Working for future greatness
To realise our nature to the fullest, that is what each of us is here for, and that can only be achieved through work, because work – at least as I define it – is one of the inherently human traits that no other beings share with us. Work is human, in the sense that work is an activity that we do either for deferred pleasure or simply because we know it needs to be done, and that second reason is a sign that we humans have the power to work for the greater good, that we can see past our momentary unwillingness to work, our momentary laziness, to work towards future greatness. That is our true power, the power of deferring gratification.
But work is more than just work for future greatness. It is not only the big things that we do. Simple, manual work is also important, because it allows us to meditate and take pleasure in doing things well, even though they’re not important. I don’t know in how far this view resembles Zen Buddhism, but thinking about meditation, it does resemble that a lot. Ironing for an hour and a half can be very peaceful work, even though many people see it as something menial. If we know that we have to do some work, we may as well do it with pleasure. Furthermore, it is completely beyond me why some people would refuse to do any kind of physical labour during the day and then spend the equivalent of 7 dinners for a membership at their local gym just to sweat pointlessly on machines when they didn’t want to sweat meaningfully before.

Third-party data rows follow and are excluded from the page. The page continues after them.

#[cfg(test)]
mod tests {
    use super::*;
    use crate::curve::AnimatedValue;
    use crate::easing::Easing;
    use crate::keyframe::KeyframedCurve;
    use motive_core::{GroupId, TransformOperations};

    const ELEMENT: ElementId = ElementId(1);

    #[derive(Default)]
    struct Values(Vec<(TargetProperty, AnimatedValue)>);

    impl AnimationTarget for Values {
        fn notify_client_float_animated(
            &mut self,
            value: f32,
            property: TargetProperty,
            _animation: Option<&Animation>,
        ) {
            self.0.push((property, AnimatedValue::Float(value)));
        }

        fn notify_client_transform_animated(
            &mut self,
            value: &TransformOperations,
            property: TargetProperty,
            _animation: Option<&Animation>,
        ) {
            self.0.push((property, AnimatedValue::Transform(value.clone())));
        }
    }

    fn opacity(id: u64, group: u64, duration: f64) -> Animation {
        Animation::new(
            KeyframedCurve::tween(0.0_f32, 1.0, duration, Easing::Linear),
            AnimationId(id),
            GroupId(group),
            TargetProperty::Opacity,
        )
    }

    fn transform(id: u64, group: u64) -> Animation {
        Animation::new(
            KeyframedCurve::tween(
                TransformOperations::new(),
                TransformOperations::new().translate(10.0, 0.0, 0.0),
                1.0,
                Easing::Linear,
            ),
            AnimationId(id),
            GroupId(group),
            TargetProperty::Transform,
        )
    }

    fn controlling(mut animation: Animation) -> Animation {
        animation.set_is_controlling_instance(true);
        animation
    }

    fn state_of(ticker: &AnimationTicker, id: u64) -> RunState {
        ticker.animation_by_id(AnimationId(id)).unwrap().run_state()
    }

    #[test]
    fn test_one_animation_per_property_starts() {
        let mut ticker = AnimationTicker::new();
        ticker.add_animation(opacity(1, 1, 1.0));
        ticker.add_animation(opacity(2, 2, 1.0));
        ticker.add_animation(transform(3, 3));

        ticker.start_animations(0.0, &BlockedProperties::default());
        assert_eq!(state_of(&ticker, 1), RunState::Starting);
        assert_eq!(state_of(&ticker, 2), RunState::WaitingForTargetAvailability);
        assert_eq!(state_of(&ticker, 3), RunState::Starting);
        assert_eq!(ticker.animation_by_id(AnimationId(1)).unwrap().start_time(), Some(0.0));

        // Still blocked while the first one runs
        ticker.start_animations(0.5, &BlockedProperties::default());
        assert_eq!(state_of(&ticker, 2), RunState::WaitingForTargetAvailability);
    }

    #[test]
    fn test_group_starts_together_or_not_at_all() {
        let mut ticker = AnimationTicker::new();
        ticker.add_animation(opacity(1, 7, 1.0));
        ticker.add_animation(transform(2, 7));

        let mut external = BlockedProperties::default();
        external.insert(TargetProperty::Transform, ElementReach::Both);
        ticker.start_animations(0.0, &external);
        assert_eq!(state_of(&ticker, 1), RunState::WaitingForTargetAvailability);
        assert_eq!(state_of(&ticker, 2), RunState::WaitingForTargetAvailability);

        ticker.start_animations(0.0, &BlockedProperties::default());
        assert_eq!(state_of(&ticker, 1), RunState::Starting);
        assert_eq!(state_of(&ticker, 2), RunState::Starting);
    }

    #[test]
    fn test_pending_only_animation_ignores_active_blocks() {
        let mut ticker = AnimationTicker::new();
        let mut pending = opacity(1, 1, 1.0);
        pending.set_reach(ElementReach::PendingOnly);
        ticker.add_animation(pending);

        let mut external = BlockedProperties::default();
        external.insert(TargetProperty::Opacity, ElementReach::ActiveOnly);
        ticker.start_animations(0.0, &external);
        assert_eq!(state_of(&ticker, 1), RunState::Starting);

        // Not promoted until it reaches the active list
        let mut events = AnimationEvents::new();
        ticker.promote_started_animations(ELEMENT, 0.0, &mut events);
        assert_eq!(state_of(&ticker, 1), RunState::Starting);
        assert!(events.is_empty());

        assert!(ticker.activate_animations());
        ticker.promote_started_animations(ELEMENT, 0.1, &mut events);
        assert_eq!(state_of(&ticker, 1), RunState::Running);
        assert_eq!(events.len(), 1);
        assert_eq!(events.iter().next().unwrap().monotonic_time, 0.0);
    }

    #[test]
    fn test_tick_delivers_values() {
        let mut ticker = AnimationTicker::new();
        ticker.add_animation(opacity(1, 1, 1.0));
        ticker.add_animation(opacity(2, 2, 1.0));

        let mut values = Values::default();
        ticker.tick_animations(0.0, &mut values);
        assert!(values.0.is_empty());

        ticker.start_animations(0.0, &BlockedProperties::default());
        ticker.tick_animations(0.25, &mut values);
        assert_eq!(
            values.0,
            vec![(TargetProperty::Opacity, AnimatedValue::Float(0.25))]
        );
    }

    #[test]
    fn test_finish_emits_group_events() {
        let mut ticker = AnimationTicker::new();
        ticker.add_animation(controlling(opacity(1, 5, 1.0)));
        ticker.add_animation(controlling(transform(2, 5)));
        ticker.start_animations(0.0, &BlockedProperties::default());

        let mut events = AnimationEvents::new();
        ticker.promote_started_animations(ELEMENT, 0.0, &mut events);
        assert_eq!(events.of_kind(AnimationEventType::Started).count(), 2);

        assert!(ticker.mark_finished_animations(1.0));
        let mut events = AnimationEvents::new();
        assert!(ticker.mark_animations_for_deletion(ELEMENT, 1.0, Some(&mut events)));
        assert_eq!(events.of_kind(AnimationEventType::Finished).count(), 2);
        assert_eq!(state_of(&ticker, 1), RunState::WaitingForDeletion);
        assert_eq!(state_of(&ticker, 2), RunState::WaitingForDeletion);

        assert!(!ticker.has_non_deleted_animation());
        ticker.purge_animations_marked_for_deletion(false);
        assert!(ticker.is_empty());
    }

    #[test]
    fn test_group_waits_for_unfinished_member() {
        let mut ticker = AnimationTicker::new();
        ticker.add_animation(controlling(opacity(1, 5, 1.0)));
        ticker.add_animation(controlling(opacity(2, 6, 1.0)));
        ticker.add_animation(controlling(transform(3, 5)).with_iterations(3.0));
        ticker.start_animations(0.0, &BlockedProperties::default());
        let mut events = AnimationEvents::new();
        ticker.promote_started_animations(ELEMENT, 0.0, &mut events);

        ticker.mark_finished_animations(1.5);
        let mut events = AnimationEvents::new();
        ticker.mark_animations_for_deletion(ELEMENT, 1.5, Some(&mut events));
        assert_eq!(state_of(&ticker, 1), RunState::Finished);
        assert_eq!(state_of(&ticker, 3), RunState::Running);
        assert!(events.is_empty());
    }

    #[test]
    fn test_non_controlling_finish_waits_for_event() {
        let mut ticker = AnimationTicker::new();
        ticker.add_animation(opacity(1, 1, 1.0));
        ticker.start_animations(0.0, &BlockedProperties::default());
        ticker.promote_started_animations(ELEMENT, 0.0, &mut AnimationEvents::new());
        ticker.mark_finished_animations(2.0);

        ticker.mark_animations_for_deletion(ELEMENT, 2.0, None);
        assert_eq!(state_of(&ticker, 1), RunState::Finished);

        let event = AnimationEvent::new(
            AnimationEventType::Finished,
            ELEMENT,
            ticker.animation_by_id(AnimationId(1)).unwrap(),
            2.0,
        );
        assert!(ticker.notify_animation_finished(&event));
        ticker.mark_animations_for_deletion(ELEMENT, 2.0, None);
        assert_eq!(state_of(&ticker, 1), RunState::WaitingForDeletion);
    }

    #[test]
    fn test_abort_and_takeover_events() {
        let mut ticker = AnimationTicker::new();
        ticker.add_animation(controlling(opacity(1, 1, 1.0)));
        ticker.add_animation(controlling(transform(2, 2)).with_start_time(0.5));
        ticker.start_animations(0.5, &BlockedProperties::default());

        assert!(ticker.abort_animations(TargetProperty::Opacity, false, 0.6));
        assert!(ticker.abort_animations(TargetProperty::Transform, true, 0.6));
        assert_eq!(state_of(&ticker, 2), RunState::AbortedButNeedsCompletion);

        let mut events = AnimationEvents::new();
        ticker.mark_animations_for_deletion(ELEMENT, 0.6, Some(&mut events));
        assert_eq!(events.of_kind(AnimationEventType::Aborted).count(), 1);
        let takeover = events.of_kind(AnimationEventType::Takeover).next().unwrap();
        assert_eq!(takeover.animation_start_time, Some(0.5));
        assert!(takeover.curve.is_some());
        assert!(!ticker.has_non_deleted_animation());
    }

    #[test]
    fn test_remove_reports_any_removal() {
        let mut ticker = AnimationTicker::new();
        ticker.add_animation(opacity(1, 1, 1.0));
        let mut finished = opacity(2, 2, 1.0);
        finished.set_run_state(RunState::Running, 0.0);
        finished.set_run_state(RunState::Finished, 1.0);
        ticker.add_animation(finished);

        assert!(ticker.remove_animation(AnimationId(1)));
        assert!(!ticker.remove_animation(AnimationId(1)));
        assert!(ticker.remove_animation(AnimationId(2)));
        assert!(ticker.is_empty());
    }

    #[test]
    fn test_pause_only_affects_started_animations() {
        let mut ticker = AnimationTicker::new();
        ticker.add_animation(opacity(1, 1, 2.0));
        assert!(!ticker.pause_animation(AnimationId(1), 0.5));

        ticker.start_animations(1.0, &BlockedProperties::default());
        assert!(ticker.pause_animation(AnimationId(1), 0.5));
        let animation = ticker.animation_by_id(AnimationId(1)).unwrap();
        assert_eq!(animation.run_state(), RunState::Paused);
        assert_eq!(animation.trim_time_to_current_iteration(100.0), 0.5);
    }

    #[test]
    fn test_property_state_and_queries() {
        let mut ticker = AnimationTicker::new();
        ticker.add_animation(opacity(1, 1, 1.0));
        let mut pending = transform(2, 2);
        pending.set_reach(ElementReach::PendingOnly);
        ticker.add_animation(pending);

        let (pending_state, active_state) = ticker.property_animation_state(0.0);
        assert!(pending_state.potentially_animating.contains(TargetProperty::Transform));
        assert!(!active_state.potentially_animating.contains(TargetProperty::Transform));
        assert!(active_state.currently_running.contains(TargetProperty::Opacity));

        assert!(ticker.is_potentially_animating_property(
            TargetProperty::Transform,
            ElementListType::Pending
        ));
        assert!(!ticker.is_potentially_animating_property(
            TargetProperty::Transform,
            ElementListType::Active
        ));
        assert!(ticker.has_only_translation_transforms(ElementListType::Pending));
        assert_eq!(ticker.maximum_target_scale(ElementListType::Pending), 1.0);
        assert_eq!(ticker.maximum_target_scale(ElementListType::Active), 0.0);
        assert_eq!(
            ticker.animation_for_property(TargetProperty::Opacity).unwrap().id(),
            AnimationId(1)
        );
        assert!(ticker.to_string().contains("property=opacity"));
    }

    // ─────────────────────────────────────────────────────────────────────────
    // Sync
    // ─────────────────────────────────────────────────────────────────────────

    #[test]
    fn test_push_new_animations_clones_once() {
        let mut main = AnimationTicker::new();
        let mut other = AnimationTicker::new();
        main.add_animation(opacity(1, 1, 1.0));

        main.push_new_animations_to_impl_thread(&mut other, ScrollOffset::ZERO);
        main.push_new_animations_to_impl_thread(&mut other, ScrollOffset::ZERO);
        assert_eq!(other.len(), 1);

        let clone = &other.animations()[0];
        assert_eq!(clone.id(), AnimationId(1));
        assert_eq!(clone.run_state(), RunState::WaitingForTargetAvailability);
        assert_eq!(clone.reach(), ElementReach::PendingOnly);
        assert!(clone.is_controlling_instance());
        assert!(main.animations()[0].needs_synchronized_start_time());
    }

    #[test]
    fn test_removed_on_main_leaves_pending_then_active() {
        let mut main = AnimationTicker::new();
        let mut other = AnimationTicker::new();
        main.add_animation(opacity(1, 1, 1.0));
        main.push_new_animations_to_impl_thread(&mut other, ScrollOffset::ZERO);
        other.activate_animations();

        main.remove_animation(AnimationId(1));
        assert!(main.remove_animations_completed_on_main_thread(&mut other));
        assert_eq!(other.animations()[0].reach(), ElementReach::ActiveOnly);

        assert!(other.activate_animations());
        assert!(other.is_empty());
    }

    #[test]
    fn test_aborted_on_main_retires_counterpart() {
        let mut main = AnimationTicker::new();
        let mut other = AnimationTicker::new();
        main.add_animation(opacity(1, 1, 1.0));
        main.push_new_animations_to_impl_thread(&mut other, ScrollOffset::ZERO);
        other.activate_animations();
        other.start_animations(0.0, &BlockedProperties::default());

        main.abort_animations(TargetProperty::Opacity, true, 0.3);
        let mut values = Values::default();
        assert!(main.mark_aborted_animations_for_deletion(&mut other, 0.3, 0.3, &mut values));

        assert_eq!(values.0, vec![(TargetProperty::Opacity, AnimatedValue::Float(1.0))]);
        assert_eq!(state_of(&other, 1), RunState::WaitingForDeletion);
        assert_eq!(state_of(&main, 1), RunState::WaitingForDeletion);
    }

    #[test]
    fn test_push_properties_mirrors_pause() {
        let mut main = AnimationTicker::new();
        let mut other = AnimationTicker::new();
        main.add_animation(opacity(1, 1, 1.0));
        main.start_animations(0.0, &BlockedProperties::default());
        main.push_new_animations_to_impl_thread(&mut other, ScrollOffset::ZERO);

        main.pause_animation(AnimationId(1), 0.25);
        main.push_properties_to_impl_thread(&mut other);
        let counterpart = other.animation_by_id(AnimationId(1)).unwrap();
        assert_eq!(counterpart.run_state(), RunState::Paused);
        assert_eq!(counterpart.trim_time_to_current_iteration(9.0), 0.25);
    }
}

I’ve recently read a really well-written and encouraging book, “Talent Is Overrated: What Really Separates World-Class Performers from Everybody Else” by Geoff Colvin, and its key message is precisely what I felt to be true for a long time in my own life: there is no such thing as talent, there is only work and, by extension, practice, which is nothing else than repeated rehearsal (= work) in order to improve in some way. It is only through deliberate practice that we get better, and only thus have humans been able to push the limits of their nature further and further, becoming super-runners like Usain Bolt, giving the gift of life to sick people with a simple pill like medical research allows us to do, and even becoming virtuous musicians or writers that advance the arts. Nothing comes easily, and nothing is impossible. Virtuosity and success grow on trees, and they’re just waiting for us to pick them. Even though I didn’t have any particular reason to do so, I just started learning Java programming with a free Stanford course on iTunes U, and I enjoy practicing, even if I have a lot of difficulties to complete all the exercises. It feels good to improve, and that can only be done through deliberate practice. Another example is my current 100K running challenge. I was never really good at sports, because I never really took the time to enjoy them. Recently, about a hear and a half ago, I seriously got into running as an easy, no-equipment and complete approach to improving bodily health (along with most of my family) and I haven’t looked back since. It’s not easy to run 5 km, it really isn’t. Currently, for me, it equals 25 minutes of thinking “When will I be done?” every 10 seconds, and pushing myself to run just a little bit faster even though my feet are starting to feel heavy and hot. And it’s not even the little push of satisfaction that I feel when I arrive at the end. It’s looking at a spreadsheet full of currently over 50 entries of runs I did, with a running total of 271 km run, and seeing that I improved my average running speed from around 8 km/h to over 11 km/h with only 250 km of practice! That’s a 37% improvement of a basic sports metric with a total of 28 hours spent running.